Start of Task material

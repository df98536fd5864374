//! Negotiation aggregate and its transition logic
//!
//! A negotiation and its offer transaction log are stored and mutated as one
//! aggregate. All transition rules live here as pure methods so they can be
//! exercised without a database; the service layer only adds loading, the
//! property-status side effects, and persistence.
use crate::error::NegotiationError;
use crate::transaction::OfferTransaction;
use crate::types::{role_of, NegotiationStatus, PartyRole, RejectionReason, TimeStamp};
use chrono::Utc;

/// Informational buyer context carried on a negotiation. No transition
/// logic reads these fields.
#[derive(minicbor::Encode, minicbor::Decode, Debug, Clone, PartialEq, Eq, Default)]
pub struct BuyerTerms {
    #[n(0)]
    pub move_in_date: Option<TimeStamp<Utc>>,
    #[n(1)]
    pub financing: Option<FinancingStatus>,
    #[n(2)]
    pub notes: Option<String>,
}

#[derive(minicbor::Encode, minicbor::Decode, Debug, Clone, Copy, PartialEq, Eq)]
pub enum FinancingStatus {
    #[n(0)]
    CashBuyer,
    #[n(1)]
    MortgageInPrinciple,
    #[n(2)]
    MortgageRequired,
}

/// How a cancel request resolved.
#[derive(Debug, Clone, PartialEq, Eq)]
pub enum CancelOutcome {
    /// The whole negotiation was cancelled.
    Cancelled,
    /// The cancelled counter-offer was rolled back to the most recent offer
    /// from the opposing party, which is now `last_offer_by`.
    RolledBack { to: String },
}

/// One negotiation between a buyer and the seller of a property, embedding
/// its full append-only offer log.
#[derive(minicbor::Encode, minicbor::Decode, Debug, Clone, PartialEq, Eq)]
pub struct NegotiationRecord {
    #[n(0)]
    pub negotiation_id: String,
    #[n(1)]
    pub property_id: String,
    #[n(2)]
    pub buyer_id: String,
    #[n(3)]
    pub status: NegotiationStatus,
    #[n(4)]
    pub last_offer_by: String,
    #[n(5)]
    pub accepted_by: Option<String>,
    #[n(6)]
    pub accepted_at: Option<TimeStamp<Utc>>,
    #[n(7)]
    pub rejected_by: Option<String>,
    #[n(8)]
    pub rejected_at: Option<TimeStamp<Utc>>,
    #[n(9)]
    pub rejection_reason: Option<RejectionReason>,
    #[n(10)]
    pub cancelled_at: Option<TimeStamp<Utc>>,
    #[n(11)]
    pub created_at: TimeStamp<Utc>,
    #[n(12)]
    pub updated_at: TimeStamp<Utc>,
    #[n(13)]
    pub terms: Option<BuyerTerms>,
    #[n(14)]
    pub transactions: Vec<OfferTransaction>,
    /// Indices into `transactions` of offers that were cancelled. The log
    /// itself is append-only and its entries immutable, so cancellation is
    /// recorded here on the aggregate instead of on the entries.
    #[n(15)]
    pub cancelled_offers: Vec<u32>,
}

impl NegotiationRecord {
    /// Open a new negotiation with its first offer. The first transaction is
    /// always the buyer's, so `last_offer_by` starts as the buyer.
    pub fn open(
        negotiation_id: String,
        property_id: String,
        buyer_id: String,
        offer_amount: u64,
        terms: Option<BuyerTerms>,
    ) -> Self {
        let now = TimeStamp::new();
        let first = OfferTransaction::new_at(
            negotiation_id.clone(),
            offer_amount,
            buyer_id.clone(),
            now.clone(),
        );

        Self {
            negotiation_id,
            property_id,
            buyer_id: buyer_id.clone(),
            status: NegotiationStatus::Active,
            last_offer_by: buyer_id,
            accepted_by: None,
            accepted_at: None,
            rejected_by: None,
            rejected_at: None,
            rejection_reason: None,
            cancelled_at: None,
            created_at: now.clone(),
            updated_at: now,
            terms,
            transactions: vec![first],
            cancelled_offers: Vec::new(),
        }
    }

    /// Role of `actor_id` on this negotiation, given the property's seller.
    pub fn role_of(&self, seller_id: &str, actor_id: &str) -> Option<PartyRole> {
        role_of(seller_id, &self.buyer_id, actor_id)
    }

    /// Whether the log entry at `idx` has been cancelled.
    pub fn is_cancelled(&self, idx: usize) -> bool {
        self.cancelled_offers.contains(&(idx as u32))
    }

    /// The log entries still in play, oldest first.
    pub fn live_transactions(&self) -> impl Iterator<Item = &OfferTransaction> {
        self.transactions
            .iter()
            .enumerate()
            .filter(|(idx, _)| !self.is_cancelled(*idx))
            .map(|(_, t)| t)
    }

    fn latest_live_transaction(&self) -> Option<(usize, &OfferTransaction)> {
        self.transactions
            .iter()
            .enumerate()
            .rev()
            .find(|(idx, _)| !self.is_cancelled(*idx))
    }

    /// The offer currently on the table: the latest transaction that has not
    /// been cancelled. After a cancel-rollback this is the prior opposing
    /// offer, not the log tail. When the whole negotiation was cancelled off
    /// its only live offer, the raw tail is reported as history.
    pub fn current_offer(&self) -> Option<&OfferTransaction> {
        self.latest_live_transaction()
            .map(|(_, t)| t)
            .or_else(|| self.transactions.last())
    }

    /// Who the negotiation is waiting on: the party opposite `last_offer_by`.
    pub fn awaiting_response_from(&self, seller_id: &str) -> Option<PartyRole> {
        self.role_of(seller_id, &self.last_offer_by)
            .map(|role| role.other())
    }

    /// Append a counter-offer from either party. Any terminal status other
    /// than `Accepted` is reactivated: submitting a counter implicitly
    /// resumes the negotiation. An accepted negotiation can only be exited
    /// through the cooling-off reject.
    pub fn counter_offer(
        &mut self,
        seller_id: &str,
        actor_id: &str,
        offer_amount: u64,
        now: TimeStamp<Utc>,
    ) -> Result<(), NegotiationError> {
        self.role_of(seller_id, actor_id)
            .ok_or_else(|| NegotiationError::Unauthorized {
                user_id: actor_id.to_string(),
            })?;

        if self.status == NegotiationStatus::Accepted {
            return Err(NegotiationError::AlreadyTerminal {
                status: self.status,
            });
        }

        self.transactions.push(OfferTransaction::new_at(
            self.negotiation_id.clone(),
            offer_amount,
            actor_id.to_string(),
            now.clone(),
        ));
        self.last_offer_by = actor_id.to_string();
        self.status = NegotiationStatus::Active;
        self.updated_at = now;

        Ok(())
    }

    /// Accept the offer currently on the table. Property status and sibling
    /// rejection side effects are applied by the service.
    pub fn accept(
        &mut self,
        seller_id: &str,
        actor_id: &str,
        now: TimeStamp<Utc>,
    ) -> Result<(), NegotiationError> {
        self.respond_guard(seller_id, actor_id, "accept")?;

        self.status = NegotiationStatus::Accepted;
        self.accepted_by = Some(actor_id.to_string());
        self.accepted_at = Some(now.clone());
        self.updated_at = now;

        Ok(())
    }

    /// Reject the offer currently on the table.
    pub fn reject(
        &mut self,
        seller_id: &str,
        actor_id: &str,
        now: TimeStamp<Utc>,
    ) -> Result<(), NegotiationError> {
        self.respond_guard(seller_id, actor_id, "reject")?;

        self.status = NegotiationStatus::Rejected;
        self.rejected_by = Some(actor_id.to_string());
        self.rejected_at = Some(now.clone());
        self.rejection_reason = Some(RejectionReason::Declined);
        self.updated_at = now;

        Ok(())
    }

    /// Force-reject an active negotiation because a sibling negotiation on
    /// the same property was accepted. Attributed to the seller. No-op
    /// guards apply at the call site, not here.
    pub fn supersede(&mut self, seller_id: &str, now: TimeStamp<Utc>) {
        self.status = NegotiationStatus::Rejected;
        self.rejected_by = Some(seller_id.to_string());
        self.rejected_at = Some(now.clone());
        self.rejection_reason = Some(RejectionReason::Superseded);
        self.updated_at = now;
    }

    /// Reject an already-accepted negotiation inside the cooling-off
    /// window. The only edge out of `Accepted`, open to either party
    /// regardless of whose offer was last.
    pub fn reject_accepted(
        &mut self,
        seller_id: &str,
        actor_id: &str,
        window: chrono::Duration,
        now: TimeStamp<Utc>,
    ) -> Result<(), NegotiationError> {
        self.role_of(seller_id, actor_id)
            .ok_or_else(|| NegotiationError::Unauthorized {
                user_id: actor_id.to_string(),
            })?;

        let accepted_at = self
            .accepted_at
            .as_ref()
            .ok_or(NegotiationError::CorruptAcceptance)?
            .to_datetime_utc();
        let expires_at = accepted_at + window;

        if now.to_datetime_utc() > expires_at {
            return Err(NegotiationError::CoolingOffExpired {
                accepted_at,
                expires_at,
            });
        }

        self.status = NegotiationStatus::Rejected;
        self.rejected_by = Some(actor_id.to_string());
        self.rejected_at = Some(now.clone());
        self.rejection_reason = Some(RejectionReason::CoolingOff);
        self.updated_at = now;

        Ok(())
    }

    /// Cancel the actor's own most recent live offer.
    ///
    /// If the cancelled offer is the negotiation's first (and therefore the
    /// buyer's), the whole negotiation is cancelled. Otherwise the
    /// negotiation rolls back to the most recent offer from the opposing
    /// party and stays active. A missing opposing offer falls back to
    /// cancelling the negotiation.
    pub fn cancel(
        &mut self,
        seller_id: &str,
        actor_id: &str,
        now: TimeStamp<Utc>,
    ) -> Result<CancelOutcome, NegotiationError> {
        let role = self
            .role_of(seller_id, actor_id)
            .ok_or_else(|| NegotiationError::Unauthorized {
                user_id: actor_id.to_string(),
            })?;

        if self.status.is_terminal() {
            return Err(NegotiationError::AlreadyTerminal {
                status: self.status,
            });
        }

        let last_role = self
            .role_of(seller_id, &self.last_offer_by)
            .ok_or(NegotiationError::EmptyLog)?;
        if role != last_role {
            return Err(NegotiationError::NotLastOfferer);
        }

        let (cancel_idx, _) = self
            .latest_live_transaction()
            .ok_or(NegotiationError::EmptyLog)?;

        // A chain of cancels unwinds the log one live entry at a time, so
        // the buyer taking back the opening offer means the opening offer is
        // the last one standing, not that the log has a single entry.
        if cancel_idx == 0 && role == PartyRole::Buyer {
            self.status = NegotiationStatus::Cancelled;
            self.cancelled_at = Some(now.clone());
            self.updated_at = now;
            return Ok(CancelOutcome::Cancelled);
        }

        self.cancelled_offers.push(cancel_idx as u32);

        // Roll back to the most recent live offer by the other party. The
        // log is append-only, so the cancelled entry stays; its index lands
        // in `cancelled_offers` and `last_offer_by` moves.
        let prior = self
            .transactions
            .iter()
            .enumerate()
            .rev()
            .filter(|(idx, _)| !self.is_cancelled(*idx))
            .find(|(_, t)| role_of(seller_id, &self.buyer_id, &t.made_by) == Some(role.other()))
            .map(|(_, t)| t.made_by.clone());

        match prior {
            Some(made_by) => {
                self.last_offer_by = made_by.clone();
                self.status = NegotiationStatus::Active;
                self.updated_at = now;
                Ok(CancelOutcome::RolledBack { to: made_by })
            }
            None => {
                // No live opposing offer to fall back to. Should not occur
                // in a well-formed log, since the alternative above catches
                // the buyer unwinding back to the opening offer.
                self.status = NegotiationStatus::Cancelled;
                self.cancelled_at = Some(now.clone());
                self.updated_at = now;
                Ok(CancelOutcome::Cancelled)
            }
        }
    }

    /// Common accept/reject preconditions: the actor must be a party to the
    /// negotiation, the negotiation must still be active, and the actor must
    /// not be responding to their own offer.
    fn respond_guard(
        &self,
        seller_id: &str,
        actor_id: &str,
        action: &'static str,
    ) -> Result<PartyRole, NegotiationError> {
        let role = self
            .role_of(seller_id, actor_id)
            .ok_or_else(|| NegotiationError::Unauthorized {
                user_id: actor_id.to_string(),
            })?;

        if self.status != NegotiationStatus::Active {
            return Err(NegotiationError::AlreadyTerminal {
                status: self.status,
            });
        }

        let last_role = self
            .role_of(seller_id, &self.last_offer_by)
            .ok_or(NegotiationError::EmptyLog)?;
        if role == last_role {
            return Err(NegotiationError::WrongTurn {
                action,
                waiting_on: role.other(),
            });
        }

        Ok(role)
    }
}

End of Task material

Exercise objective = In the data above, find each line where the string "that" appears, then copy it.

Output for this task =
    /// Indices into `transactions` of offers that were cancelled. The log
    /// The offer currently on the table: the latest transaction that has not
        // the last one standing, not that the log has a single entry.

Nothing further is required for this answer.